Google Made Android 7 Encryption Passwords Easier To Brute-Force

[Lucian Armasu]

The latest major version of Android may be vulnerable to much faster password cracking when the file-based encryption method is used, due to the system revealing information about how the password is composed.

Google Made Android 7 Encryption Passwords Easier To Brute-Force : Read more

 

[tom10167]

The apple thing is wildly overblown, going from ten million years to 1 million years is still in the unbreakable range. Knowing the exact parameters like in androids issue is a crippling blow.

 

[LinuxUser7634]

Sure, that would work..if they already have access to you phone while unlocked and can read that file.

 

[nutjob2]

Having restrictive rules for passwords like maximum length is idiotic, making them machine readable is beyond idiotic.

 

[none12345]

Hrm at first i was like wtf, they are storing the signature of your password.

But, i dont think thats what this is, it looks more like a 4 didget pin number rule for something. Just going by the file name, taht would suggest its a ruleset for seomthing, not a user signature. And if thats the case, then everyone already knew it was a numerica 4 didget pin number.

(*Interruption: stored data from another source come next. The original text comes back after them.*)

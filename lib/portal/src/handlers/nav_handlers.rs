//! Navigation handling.
//!
//! One synchronous path from URL to rendered chrome: recognize, derive
//! metadata, publish layout stores, then write `nav/route`. By the time
//! anything observes the route state, heading, breadcrumbs, and title
//! already describe the same URL.

use eduva_router::{derive_metadata, recognize};
use eduva_signals::StateStore;

use crate::handlers::PortalContext;
use crate::request::NavigateReq;
use crate::routes::pages;
use crate::state::RouteState;

/// Handle `nav/goto`.
pub async fn handle_navigate(req: &NavigateReq, store: &StateStore, ctx: &PortalContext) {
    apply_navigation(&req.url, store, ctx);
}

/// Run the full metadata pass for `url`. Also called eagerly from
/// `app/initialize` so the first paint has real chrome, and after
/// login/logout redirects.
pub fn apply_navigation(url: &str, store: &StateStore, ctx: &PortalContext) {
    let snapshot = match recognize(&ctx.routes, url) {
        Ok(snapshot) => snapshot,
        Err(err) => {
            tracing::warn!(url, %err, "navigation ignored");
            return;
        }
    };
    let meta = derive_metadata(&snapshot);
    ctx.layout.apply_metadata(&meta);
    let page = snapshot.page().unwrap_or(pages::NOT_FOUND).to_string();
    tracing::debug!(url = %snapshot.url, page, "navigated");
    store.set(
        RouteState::PATH,
        RouteState {
            url: snapshot.url,
            page,
            params: snapshot.params,
        },
    );
}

If it is a signature of your password tho, thats quite bad.

 

[tigerwild]

None12345, I think you missed the point. Sure a signature would allow anyone to use a rainbow table to immediately look up your password, but the real issue is THERE IS NO REASON to ever store the fundamental structure of the password or its hash value in an unencrypted mannor. Doing so shows that someone has intentionally left it there to make brute forcing the password orders of magnitude easier and thus faster.